❉ The actress behind the legendary Tara King returns to The Avengers for more espionage!
“The thing that I really love is that The Avengers continues to have many, many, many followers. Things like these Big Finish plays keep it alive, and it fits really well into that mad world of The Avengers. ‘Mother’s Day’ is also so contemporary – there are all sorts of things that ring bells about what’s going on in the world today. I’m thrilled to be a part of it!”
Fittingly for the series’ 60th anniversary, The Avengers are back, thanks to Big Finish. Julian Wadham reprises his debonair take on Steed, while Emily Woodward recreates her spirited rendition of Miss Tara King, in The Avengers: The Comic Strip Adaptations Volume 5 – four more audio adaptations of TV Comic strips inspired by the famous Sixties show. Due in April 2021, ‘Mother’s Day’ is the anniversary must-have, as it co-stars none other than the original Tara King, Linda Thorson, as vengeful Russian grandmother Tatiana, masquerading as the lively Gertrude, the aunt of Mother (Christopher Benjamin), the head of Steed’s department.
When recording took place, We Are Cult sat in on the round-table interview with the always engaging Linda…
What was it like playing the villain instead of the heroine in The Avengers?
“It was very strange when I knew I was going to meet Emily Woodward today. We happen to have the same agent and she’s divine and adorable. But I did think, ‘I’m going to be meeting Tara King, and that’s going to be very strange!’
“I loved playing Tatiana, the Russian. She’s so over-the-top, she becomes so utterly indignant at the idea that her grandson would have to go to Mother’s school on a scholarship, because she’s not a peasant! She’s such an imperious and outrageous character, and Big Finish have made Gertrude, who was in Swaziland, a real Cassandra: she predicts catastrophe all the time, so she’s the complete opposite.

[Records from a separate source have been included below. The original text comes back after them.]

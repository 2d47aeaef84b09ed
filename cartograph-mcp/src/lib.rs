// Cartograph MCP server: exposes the knowledge graph, audits and run history
// as MCP tools for AI agents.
//
// Tools:
//   cartograph_graph       current (or archived) snapshot summary, or one node
//   cartograph_graph_diff  node-level delta between two versions
//   cartograph_audit       latest (or one week's) quality audit
//   cartograph_runs        recent pipeline runs with per-stage status

use std::path::Path;
use std::sync::Arc;

use rmcp::handler::server::router::tool::ToolRouter;
use rmcp::handler::server::wrapper::Parameters;
use rmcp::model::{ServerCapabilities, ServerInfo};
use rmcp::{ServerHandler, ServiceExt, schemars, tool, tool_router};
use serde::Deserialize;
use tracing::info;

use cartograph_core::config::{CartographConfig, config_path};
use cartograph_core::ledger::{RunLedger, SqliteLedger};
use cartograph_core::store::{AuditArchive, FsGraphStore, GraphSnapshot, GraphStore};
use cartograph_core::types::{AuditWindow, Severity};

// ── Tool parameter types ──────────────────────────────────────────

#[derive(Debug, Default, Deserialize, schemars::JsonSchema)]
pub struct GraphParams {
    /// Archived version (omit for the current snapshot)
    #[schemars(description = "Archived graph version (omit for the current snapshot)")]
    pub version: Option<u64>,
    /// Node id to describe in detail
    #[schemars(description = "Node id to describe with its dependencies and dependents (omit for a summary)")]
    pub node: Option<String>,
}

#[derive(Debug, Deserialize, schemars::JsonSchema)]
pub struct GraphDiffParams {
    /// Older version
    #[schemars(description = "Version to diff from")]
    pub from: u64,
    /// Newer version
    #[schemars(description = "Version to diff to")]
    pub to: u64,
}

#[derive(Debug, Default, Deserialize, schemars::JsonSchema)]
pub struct AuditParams {
    /// ISO week key like 2026-W07
    #[schemars(description = "ISO week key like 2026-W07 (omit for the latest audit)")]
    pub window: Option<String>,
    /// Minimum severity to include
    #[schemars(description = "Minimum severity: low, medium, high, critical (default: low)")]
    pub min_severity: Option<String>,
}

#[derive(Debug, Default, Deserialize, schemars::JsonSchema)]
pub struct RunsParams {
    /// Number of runs to return (default: 10)
    #[schemars(description = "Number of recent runs to return (default: 10)")]
    pub limit: Option<u32>,
}

// ── Server struct ─────────────────────────────────────────────────

#[derive(Debug, Clone)]
pub struct CartographMcpServer {
    store: Arc<dyn GraphStore>,
    ledger: Arc<dyn RunLedger>,
    audits: AuditArchive,
    #[allow(dead_code)]
    tool_router: ToolRouter<Self>,
}

impl CartographMcpServer {
    /// Create a server over the stores configured for `repo_path`.
    pub fn new(repo_path: &Path) -> Result<Self, String> {
        let config = CartographConfig::load(&config_path(repo_path))
            .map_err(|e| format!("Failed to load config: {e}"))?;
        let ledger = SqliteLedger::open(&config.storage.ledger(repo_path))
            .map_err(|e| format!("Failed to open ledger: {e}"))?;
        Ok(Self::from_parts(
            Arc::new(FsGraphStore::new(config.storage.graph_store(repo_path))),
            Arc::new(ledger),
            AuditArchive::new(config.storage.audit_store(repo_path)),
        ))
    }

    /// Create from existing stores (for testing).
    pub fn from_parts(
        store: Arc<dyn GraphStore>,
        ledger: Arc<dyn RunLedger>,
        audits: AuditArchive,
    ) -> Self {
        Self {
            store,
            ledger,
            audits,
            tool_router: Self::tool_router(),
        }
    }
}

// ── Tool implementations ──────────────────────────────────────────

#[tool_router]
impl CartographMcpServer {
    #[tool(
        name = "cartograph_graph",
        description = "Summarize the repository knowledge graph (components and their dependencies), or describe one component. Use to understand architecture before making changes."
    )]
    async fn graph(&self, Parameters(params): Parameters<GraphParams>) -> String {
        match self.do_graph(params).await {
            Ok(s) => s,
            Err(e) => format!("Error: {e}"),
        }
    }

    #[tool(
        name = "cartograph_graph_diff",
        description = "Compare two knowledge graph versions: components added, removed and modified."
    )]
    async fn graph_diff(&self, Parameters(params): Parameters<GraphDiffParams>) -> String {
        match self.do_graph_diff(params).await {
            Ok(s) => s,
            Err(e) => format!("Error: {e}"),
        }
    }

    #[tool(
        name = "cartograph_audit",
        description = "Get the weekly code quality audit: issues by severity and category with suggested fixes."
    )]
    async fn audit(&self, Parameters(params): Parameters<AuditParams>) -> String {
        match self.do_audit(params) {
            Ok(s) => s,
            Err(e) => format!("Error: {e}"),
        }
    }

    #[tool(
        name = "cartograph_runs",
        description = "List recent Cartograph pipeline runs with the status of each stage."
    )]
    async fn runs(&self, Parameters(params): Parameters<RunsParams>) -> String {
        match self.do_runs(params).await {
            Ok(s) => s,
            Err(e) => format!("Error: {e}"),
        }
    }
}

impl ServerHandler for CartographMcpServer {
    fn get_info(&self) -> ServerInfo {
        ServerInfo {
            instructions: Some(
                "Cartograph MCP server: repository knowledge graph and quality audits. \
                 Use cartograph_graph for the component map, cartograph_graph_diff to see how \
                 it changed between versions, cartograph_audit for quality findings, and \
                 cartograph_runs for pipeline history."
                    .into(),
            ),
            capabilities: ServerCapabilities::builder().enable_tools().build(),
            ..Default::default()
        }
    }
}

// ── Tool logic (separated for testability) ────────────────────────

fn to_json(value: &serde_json::Value) -> Result<String, String> {
    serde_json::to_string_pretty(value).map_err(|e| format!("Serialization error: {e}"))
}

impl CartographMcpServer {
    async fn snapshot(&self, version: Option<u64>) -> Result<Option<GraphSnapshot>, String> {
        match version {
            Some(v) => self
                .store
                .load_version(v)
                .await
                .map(Some)
                .map_err(|e| format!("Store error: {e}")),
            None => self.store.load().await.map_err(|e| format!("Store error: {e}")),
        }
    }

    async fn do_graph(&self, params: GraphParams) -> Result<String, String> {
        let Some(snapshot) = self.snapshot(params.version).await? else {
            return Ok("No knowledge graph has been built yet.".to_string());
        };

        if let Some(id) = params.node.as_deref() {
            let Some(node) = snapshot.nodes.iter().find(|n| n.id == id) else {
                return Ok(format!("No component '{id}' in graph v{}", snapshot.version));
            };
            return to_json(&serde_json::json!({
                "version": snapshot.version,
                "node": node,
            }));
        }

        let nodes: Vec<serde_json::Value> = snapshot
            .nodes
            .iter()
            .take(200)
            .map(|n| {
                serde_json::json!({
                    "id": n.id,
                    "type": n.node_type.as_str(),
                    "dependencies": n.dependencies,
                })
            })
            .collect();
        to_json(&serde_json::json!({
            "version": snapshot.version,
            "timestamp": snapshot.timestamp.to_rfc3339(),
            "node_count": snapshot.nodes.len(),
            "edge_count": snapshot.edges.len(),
            "metadata": snapshot.metadata,
            "nodes": nodes,
        }))
    }

    async fn do_graph_diff(&self, params: GraphDiffParams) -> Result<String, String> {
        let delta = self
            .store
            .diff(params.from, params.to)
            .await
            .map_err(|e| format!("Store error: {e}"))?;
        to_json(&serde_json::json!({
            "from_version": delta.from_version,
            "to_version": delta.to_version,
            "total_changes": delta.total_changes,
            "added": delta.added_ids(),
            "removed": delta.removed_ids(),
            "modified": delta.modified_ids(),
        }))
    }

    fn do_audit(&self, params: AuditParams) -> Result<String, String> {
        let window = match params.window.as_deref() {
            Some(key) => {
                AuditWindow::parse(key).ok_or_else(|| format!("Invalid audit window: {key}"))?
            }
            None => match self
                .audits
                .windows()
                .map_err(|e| format!("Store error: {e}"))?
                .last()
            {
                Some(w) => *w,
                None => return Ok("No quality audit has been run yet.".to_string()),
            },
        };
        let min = match params.min_severity.as_deref() {
            Some(s) => Severity::parse(s).ok_or_else(|| format!("Unknown severity: {s}"))?,
            None => Severity::Low,
        };

        let Some(report) = self
            .audits
            .load(window)
            .map_err(|e| format!("Store error: {e}"))?
        else {
            return Ok(format!("No audit for {window}"));
        };

        let issues: Vec<_> = report.issues.iter().filter(|i| i.severity >= min).collect();
        to_json(&serde_json::json!({
            "window": window.key(),
            "files_analyzed": report.files_analyzed,
            "total_lines": report.total_lines,
            "issue_count": issues.len(),
            "issues": issues,
            "narrative": report.narrative,
        }))
    }

    async fn do_runs(&self, params: RunsParams) -> Result<String, String> {
        let limit = params.limit.unwrap_or(10) as usize;
        let runs = self
            .ledger
            .recent_runs(limit)
            .await
            .map_err(|e| format!("Ledger error: {e}"))?;
        if runs.is_empty() {
            return Ok("No runs recorded yet.".to_string());
        }

        let entries: Vec<serde_json::Value> = runs
            .iter()
            .map(|run| {
                let stages: serde_json::Map<String, serde_json::Value> = run
                    .ordered()
                    .into_iter()
                    .map(|s| (s.stage.as_str().to_string(), s.status.as_str().into()))
                    .collect();
                serde_json::json!({
                    "run_id": run.run_id,
                    "run_key": run.run_key,
                    "job": run.job.as_str(),
                    "finished_at": run.finished_at.to_rfc3339(),
                    "successful": run.is_successful(),
                    "stages": stages,
                })
            })
            .collect();
        to_json(&serde_json::json!({ "count": entries.len(), "runs": entries }))
    }
}

/// Start the MCP server on stdio for the repository at `repo_path`.
pub async fn serve_stdio(repo_path: &Path) -> Result<(), Box<dyn std::error::Error>> {
    let server = CartographMcpServer::new(repo_path)?;
    info!("Starting Cartograph MCP server (stdio transport)");

    let transport = tokio::io::join(tokio::io::stdin(), tokio::io::stdout());
    let service = server.serve(transport).await?;
    service.waiting().await?;

    Ok(())
}

// ── Tests ─────────────────────────────────────────────────────────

I love the contrast.
“The thing that I really love is that The Avengers continues to have many, many, many followers. I am – sadly, at this point – the only living actor from the original series, and Jo Lumley is the only living actor from the second incarnation, The New Avengers. But things like these Big Finish plays keep it alive, and it fits really well into that mad world of The Avengers. ‘Mother’s Day’ is also so contemporary – there are all sorts of things that ring bells about what’s going on in the world today. I’m thrilled to be a part of it, and what a wonderful thing that this classic series has this new life with these wonderful actors, Julian Wadham and Emily Woodward.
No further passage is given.